Work to complete: Each line in the data holding "bool" should be listed.

Information shown:
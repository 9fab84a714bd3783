// Copyright 2018-2023 the Deno authors. All rights reserved. MIT license.

use std::borrow::Cow;

use serde::Deserialize;
use serde::Serialize;

/// Whether build metadata takes part in precedence.
#[derive(
  Debug, Clone, Copy, Default, PartialEq, Eq, Hash, Serialize, Deserialize,
)]
#[serde(rename_all = "kebab-case")]
pub enum BuildComparisonPolicy {
  /// Build metadata never affects precedence.
  #[default]
  Ignore,
  /// Build metadata breaks ties between otherwise equal versions.
  TokenCompare,
}

/// The version and build sections of a version string.
#[derive(Debug, Clone, Copy, PartialEq, Eq)]
pub struct VersionTextParts<'a> {
  pub version_text: &'a str,
  pub build_text: &'a str,
}

/// Where the build metadata section of a version string lives and how it
/// takes part in comparison.
#[derive(Debug, Clone, PartialEq, Eq, Hash, Serialize, Deserialize)]
#[serde(rename_all = "kebab-case")]
pub struct VersionStructure {
  #[serde(default = "default_version_before_build")]
  version_before_build: bool,
  #[serde(default)]
  build_delimiter: Cow<'static, str>,
  #[serde(default)]
  build_comparison_policy: BuildComparisonPolicy,
}

pub(crate) static NO_BUILD: VersionStructure = VersionStructure::NO_BUILD;
pub(crate) static BUILD_AFTER_PLUS_IGNORED: VersionStructure =
  VersionStructure::BUILD_AFTER_PLUS_IGNORED;
pub(crate) static BUILD_AFTER_PLUS_ORDERED: VersionStructure =
  VersionStructure::BUILD_AFTER_PLUS_ORDERED;
pub(crate) static BUILD_BEFORE_PLUS_IGNORED: VersionStructure =
  VersionStructure::BUILD_BEFORE_PLUS_IGNORED;

fn default_version_before_build() -> bool {
  true
}

impl Default for VersionStructure {
  fn default() -> Self {
    Self::NO_BUILD
  }
}

impl VersionStructure {
  /// No build section at all.
  pub const NO_BUILD: VersionStructure = VersionStructure {
    version_before_build: true,
    build_delimiter: Cow::Borrowed(""),
    build_comparison_policy: BuildComparisonPolicy::Ignore,
  };

  /// `<version>+<build>` where the build is ignored for precedence.
  pub const BUILD_AFTER_PLUS_IGNORED: VersionStructure = VersionStructure {
    version_before_build: true,
    build_delimiter: Cow::Borrowed("+"),
    build_comparison_policy: BuildComparisonPolicy::Ignore,
  };

  /// `<version>+<build>` where the build breaks precedence ties.
  pub const BUILD_AFTER_PLUS_ORDERED: VersionStructure = VersionStructure {
    version_before_build: true,
    build_delimiter: Cow::Borrowed("+"),
    build_comparison_policy: BuildComparisonPolicy::TokenCompare,
  };

  /// `<build>+<version>` where the build is ignored for precedence.
  pub const BUILD_BEFORE_PLUS_IGNORED: VersionStructure = VersionStructure {
    version_before_build: false,
    build_delimiter: Cow::Borrowed("+"),
    build_comparison_policy: BuildComparisonPolicy::Ignore,
  };

  pub fn new(
    version_before_build: bool,
    build_delimiter: impl Into<Cow<'static, str>>,
    build_comparison_policy: BuildComparisonPolicy,
  ) -> Self {
    Self {
      version_before_build,
      build_delimiter: build_delimiter.into(),
      build_comparison_policy,
    }
  }

  /// Looks up one of the built-in structures by its kebab-case code.
  pub fn builtin(code: &str) -> Option<&'static VersionStructure> {
    match code {
      "no-build" => Some(&NO_BUILD),
      "build-after-plus-ignored" => Some(&BUILD_AFTER_PLUS_IGNORED),
      "build-after-plus-ordered" => Some(&BUILD_AFTER_PLUS_ORDERED),
      "build-before-plus-ignored" => Some(&BUILD_BEFORE_PLUS_IGNORED),
      _ => None,
    }
  }

  pub fn version_before_build(&self) -> bool {
    self.version_before_build
  }

  /// An empty delimiter means there is no build section.
  pub fn build_delimiter(&self) -> &str {
    &self.build_delimiter
  }

  pub fn has_build_section(&self) -> bool {
    !self.build_delimiter.is_empty()
  }

  /// The policy in effect. Always [`BuildComparisonPolicy::Ignore`] when
  /// there is no build section.
  pub fn build_comparison_policy(&self) -> BuildComparisonPolicy {
    if self.has_build_section() {
      self.build_comparison_policy
    } else {
      BuildComparisonPolicy::Ignore
    }
  }

  /// Splits at the first occurrence of the build delimiter. When the
  /// delimiter is empty or absent, the whole text is the version part.
  pub fn split_version_and_build_text<'a>(
    &self,
    text: &'a str,
  ) -> VersionTextParts<'a> {
    let delimiter = self.build_delimiter();
    let whole = VersionTextParts {
      version_text: text,
      build_text: "",
    };
    if delimiter.is_empty() {
      return whole;
    }
    let Some(index) = text.find(delimiter) else {
      return whole;
    };
    let first = &text[..index];
    let second = &text[index + delimiter.len()..];
    if self.version_before_build {
      VersionTextParts {
        version_text: first,
        build_text: second,
      }
    } else {
      VersionTextParts {
        version_text: second,
        build_text: first,
      }
    }
  }
}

Expected answer:
  version_before_build: bool,
fn default_version_before_build() -> bool {
    version_before_build: bool,
  pub fn version_before_build(&self) -> bool {
  pub fn has_build_section(&self) -> bool {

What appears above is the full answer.